Copy each entry exactly, leaving nothing out.

++++

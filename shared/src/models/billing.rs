//! Derived billing types
//!
//! None of these are persisted; they are recomputed in full from a snapshot
//! of products, orders and expenses whenever the caller needs fresh figures.

use rust_decimal::Decimal;
use serde::{Deserialize, Serialize};
use uuid::Uuid;

use super::{Expense, Order, Product};

/// Consistent snapshot of the persisted collections, as handed to the
/// aggregation engine by the persistence layer.
#[derive(Debug, Clone, Default, Serialize, Deserialize)]
pub struct Snapshot {
    pub products: Vec<Product>,
    pub orders: Vec<Order>,
    pub expenses: Vec<Expense>,
}

/// Per-product rollup within a date filter window.
///
/// `reclassified_to_paid` is the sum of totals of orders that are *currently
/// paid* within the window: value collected, not value outstanding. Despite
/// the lineage of the figure, it has nothing to do with money still owed.
#[derive(Debug, Clone, Serialize, Deserialize, PartialEq)]
pub struct ProductTotal {
    pub id: Uuid,
    pub name: String,
    /// Units sold in the window, paid or not
    pub quantity: i64,
    /// Gross sales attributable to the product, paid or not
    pub amount: Decimal,
    /// Totals of orders currently paid (intentionally overlaps `amount`)
    pub reclassified_to_paid: Decimal,
    /// Totals of QR-paid orders that were never unpaid
    pub paid_with_qr: Decimal,
    /// Totals of QR-paid orders that had been unpaid first
    pub unpaid_to_paid_qr: Decimal,
}

impl ProductTotal {
    pub fn zero(id: Uuid, name: String) -> Self {
        Self {
            id,
            name,
            quantity: 0,
            amount: Decimal::ZERO,
            reclassified_to_paid: Decimal::ZERO,
            paid_with_qr: Decimal::ZERO,
            unpaid_to_paid_qr: Decimal::ZERO,
        }
    }
}

/// Coordinate-wise sum of all per-product rollups
#[derive(Debug, Clone, Default, Serialize, Deserialize, PartialEq)]
pub struct OverallTotals {
    pub quantity: i64,
    pub sales: Decimal,
    pub reclassified_to_paid: Decimal,
    pub paid_with_qr: Decimal,
    pub unpaid_to_paid_qr: Decimal,
}

impl OverallTotals {
    /// Value collected through digital channels in the window
    pub fn digital_payments(&self) -> Decimal {
        self.paid_with_qr + self.unpaid_to_paid_qr
    }
}

/// Cash position and profit for the window
#[derive(Debug, Clone, Serialize, Deserialize, PartialEq)]
pub struct FinancialSummary {
    /// sales - expenses + opening balance
    pub cash_in_counter: Decimal,
    /// digital payments - online expenses
    pub cash_in_bank: Decimal,
    /// sales - expenses; opening balance is carried capital, not profit
    pub net_profit: Decimal,
}
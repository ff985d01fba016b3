//! HTTP handlers for expense endpoints

use axum::{
    extract::{Path, Query, State},
    Json,
};
use chrono::NaiveDate;
use serde::Deserialize;
use uuid::Uuid;

use crate::error::{AppError, AppResult};
use crate::models::Expense;
use crate::services::expenses::{CreateExpenseInput, ExpenseService};
use crate::AppState;
use shared::types::DateRange;

/// Optional date window for expense listings
#[derive(Debug, Default, Deserialize)]
pub struct ExpenseListQuery {
    pub start: Option<NaiveDate>,
    pub end: Option<NaiveDate>,
}

impl ExpenseListQuery {
    fn into_range(self) -> AppResult<Option<DateRange>> {
        match (self.start, self.end) {
            (None, None) => Ok(None),
            (Some(start), Some(end)) if start <= end => Ok(Some(DateRange { start, end })),
            (Some(_), Some(_)) => Err(AppError::Validation {
                field: "start".to_string(),
                message: "Start date must not be after end date".to_string(),
            }),
            _ => Err(AppError::Validation {
                field: "start".to_string(),
                message: "Both start and end dates are required for a range".to_string(),
            }),
        }
    }
}

/// Record an expense
pub async fn create_expense(
    State(state): State<AppState>,
    Json(input): Json<CreateExpenseInput>,
) -> AppResult<Json<Expense>> {
    let service = ExpenseService::new(state.db, state.feed);
    let expense = service.create_expense(input).await?;
    Ok(Json(expense))
}

/// List expenses, optionally limited to a date range
pub async fn list_expenses(
    State(state): State<AppState>,
    Query(query): Query<ExpenseListQuery>,
) -> AppResult<Json<Vec<Expense>>> {
    let service = ExpenseService::new(state.db, state.feed);
    let expenses = service.list_expenses(query.into_range()?).await?;
    Ok(Json(expenses))
}

/// Delete an expense
pub async fn delete_expense(
    State(state): State<AppState>,
    Path(expense_id): Path<Uuid>,
) -> AppResult<Json<()>> {
    let service = ExpenseService::new(state.db, state.feed);
    service.delete_expense(expense_id).await?;
    Ok(Json(()))
}
//! Common types used across the platform

use chrono::NaiveDate;
use serde::{Deserialize, Serialize};

/// Inclusive date range for billing queries
#[derive(Debug, Clone, Copy, Serialize, Deserialize, PartialEq, Eq)]
pub struct DateRange {
    pub start: NaiveDate,
    pub end: NaiveDate,
}

impl DateRange {
    pub fn new(start: NaiveDate, end: NaiveDate) -> Self {
        Self { start, end }
    }

    /// Whether a date falls inside the range (inclusive on both ends)
    pub fn contains(&self, date: NaiveDate) -> bool {
        date >= self.start && date <= self.end
    }
}

/// How an expense was settled
#[derive(Debug, Clone, Copy, Serialize, Deserialize, PartialEq, Eq)]
#[serde(rename_all = "lowercase")]
pub enum PaymentMethod {
    Cash,
    Online,
}

impl PaymentMethod {
    pub fn as_str(&self) -> &'static str {
        match self {
            PaymentMethod::Cash => "cash",
            PaymentMethod::Online => "online",
        }
    }
}

#[cfg(test)]
mod tests {
    use super::*;

    #[test]
    fn test_date_range_inclusive() {
        let range = DateRange::new(
            NaiveDate::from_ymd_opt(2024, 1, 1).unwrap(),
            NaiveDate::from_ymd_opt(2024, 1, 31).unwrap(),
        );
        assert!(range.contains(NaiveDate::from_ymd_opt(2024, 1, 1).unwrap()));
        assert!(range.contains(NaiveDate::from_ymd_opt(2024, 1, 31).unwrap()));
        assert!(!range.contains(NaiveDate::from_ymd_opt(2024, 2, 1).unwrap()));
    }

    #[test]
    fn test_payment_method_str() {
        assert_eq!(PaymentMethod::Cash.as_str(), "cash");
        assert_eq!(PaymentMethod::Online.as_str(), "online");
    }
}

++++

▸ **Task solution**:
filename shared/src/models/billing.rs
//! Derived billing types
//!
//! None of these are persisted; they are recomputed in full from a snapshot
//! of products, orders and expenses whenever the caller needs fresh figures.

use rust_decimal::Decimal;
use serde::{Deserialize, Serialize};
use uuid::Uuid;

use super::{Expense, Order, Product};

/// Consistent snapshot of the persisted collections, as handed to the
/// aggregation engine by the persistence layer.
#[derive(Debug, Clone, Default, Serialize, Deserialize)]
pub struct Snapshot {
    pub products: Vec<Product>,
    pub orders: Vec<Order>,
    pub expenses: Vec<Expense>,
}

/// Per-product rollup within a date filter window.
///
/// `reclassified_to_paid` is the sum of totals of orders that are *currently
/// paid* within the window: value collected, not value outstanding. Despite
/// the lineage of the figure, it has nothing to do with money still owed.
#[derive(Debug, Clone, Serialize, Deserialize, PartialEq)]
pub struct ProductTotal {
    pub id: Uuid,
    pub name: String,
    /// Units sold in the window, paid or not
    pub quantity: i64,
    /// Gross sales attributable to the product, paid or not
    pub amount: Decimal,
    /// Totals of orders currently paid (intentionally overlaps `amount`)
    pub reclassified_to_paid: Decimal,
    /// Totals of QR-paid orders that were never unpaid
    pub paid_with_qr: Decimal,
    /// Totals of QR-paid orders that had been unpaid first
    pub unpaid_to_paid_qr: Decimal,
}

impl ProductTotal {
    pub fn zero(id: Uuid, name: String) -> Self {
        Self {
            id,
            name,
            quantity: 0,
            amount: Decimal::ZERO,
            reclassified_to_paid: Decimal::ZERO,
            paid_with_qr: Decimal::ZERO,
            unpaid_to_paid_qr: Decimal::ZERO,
        }
    }
}

/// Coordinate-wise sum of all per-product rollups
#[derive(Debug, Clone, Default, Serialize, Deserialize, PartialEq)]
pub struct OverallTotals {
    pub quantity: i64,
    pub sales: Decimal,
    pub reclassified_to_paid: Decimal,
    pub paid_with_qr: Decimal,
    pub unpaid_to_paid_qr: Decimal,
}

impl OverallTotals {
    /// Value collected through digital channels in the window
    pub fn digital_payments(&self) -> Decimal {
        self.paid_with_qr + self.unpaid_to_paid_qr
    }
}

/// Cash position and profit for the window
#[derive(Debug, Clone, Serialize, Deserialize, PartialEq)]
pub struct FinancialSummary {
    /// sales - expenses + opening balance
    pub cash_in_counter: Decimal,
    /// digital payments - online expenses
    pub cash_in_bank: Decimal,
    /// sales - expenses; opening balance is carried capital, not profit
    pub net_profit: Decimal,
}
repository ff985d01fba016b3
//! HTTP handlers for expense endpoints

use axum::{
    extract::{Path, Query, State},
    Json,
};
use chrono::NaiveDate;
use serde::Deserialize;
use uuid::Uuid;

use crate::error::{AppError, AppResult};
use crate::models::Expense;
use crate::services::expenses::{CreateExpenseInput, ExpenseService};
use crate::AppState;
use shared::types::DateRange;

/// Optional date window for expense listings
#[derive(Debug, Default, Deserialize)]
pub struct ExpenseListQuery {
    pub start: Option<NaiveDate>,
    pub end: Option<NaiveDate>,
}

impl ExpenseListQuery {
    fn into_range(self) -> AppResult<Option<DateRange>> {
        match (self.start, self.end) {
            (None, None) => Ok(None),
            (Some(start), Some(end)) if start <= end => Ok(Some(DateRange { start, end })),
            (Some(_), Some(_)) => Err(AppError::Validation {
                field: "start".to_string(),
                message: "Start date must not be after end date".to_string(),
            }),
            _ => Err(AppError::Validation {
                field: "start".to_string(),
                message: "Both start and end dates are required for a range".to_string(),
            }),
        }
    }
}

/// Record an expense
pub async fn create_expense(
    State(state): State<AppState>,
    Json(input): Json<CreateExpenseInput>,
) -> AppResult<Json<Expense>> {
    let service = ExpenseService::new(state.db, state.feed);
    let expense = service.create_expense(input).await?;
    Ok(Json(expense))
}

/// List expenses, optionally limited to a date range
pub async fn list_expenses(
    State(state): State<AppState>,
    Query(query): Query<ExpenseListQuery>,
) -> AppResult<Json<Vec<Expense>>> {
    let service = ExpenseService::new(state.db, state.feed);
    let expenses = service.list_expenses(query.into_range()?).await?;
    Ok(Json(expenses))
}

/// Delete an expense
pub async fn delete_expense(
    State(state): State<AppState>,
    Path(expense_id): Path<Uuid>,
) -> AppResult<Json<()>> {
    let service = ExpenseService::new(state.db, state.feed);
    service.delete_expense(expense_id).await?;
    Ok(Json(()))
}
//! Common types used across the platform

use chrono::NaiveDate;
use serde::{Deserialize, Serialize};

/// Inclusive date range for billing queries
#[derive(Debug, Clone, Copy, Serialize, Deserialize, PartialEq, Eq)]
pub struct DateRange {
    pub start: NaiveDate,
    pub end: NaiveDate,
}

impl DateRange {
    pub fn new(start: NaiveDate, end: NaiveDate) -> Self {
        Self { start, end }
    }

    /// Whether a date falls inside the range (inclusive on both ends)
    pub fn contains(&self, date: NaiveDate) -> bool {
        date >= self.start && date <= self.end
    }
}

/// How an expense was settled
#[derive(Debug, Clone, Copy, Serialize, Deserialize, PartialEq, Eq)]
#[serde(rename_all = "lowercase")]
pub enum PaymentMethod {
    Cash,
    Online,
}

impl PaymentMethod {
    pub fn as_str(&self) -> &'static str {
        match self {
            PaymentMethod::Cash => "cash",
            PaymentMethod::Online => "online",
        }
    }
}

#[cfg(test)]
mod tests {
    use super::*;

    #[test]
    fn test_date_range_inclusive() {
        let range = DateRange::new(
            NaiveDate::from_ymd_opt(2024, 1, 1).unwrap(),
            NaiveDate::from_ymd_opt(2024, 1, 31).unwrap(),
        );
        assert!(range.contains(NaiveDate::from_ymd_opt(2024, 1, 1).unwrap()));
        assert!(range.contains(NaiveDate::from_ymd_opt(2024, 1, 31).unwrap()));
        assert!(!range.contains(NaiveDate::from_ymd_opt(2024, 2, 1).unwrap()));
    }

    #[test]
    fn test_payment_method_str() {
        assert_eq!(PaymentMethod::Cash.as_str(), "cash");
        assert_eq!(PaymentMethod::Online.as_str(), "online");
    }
}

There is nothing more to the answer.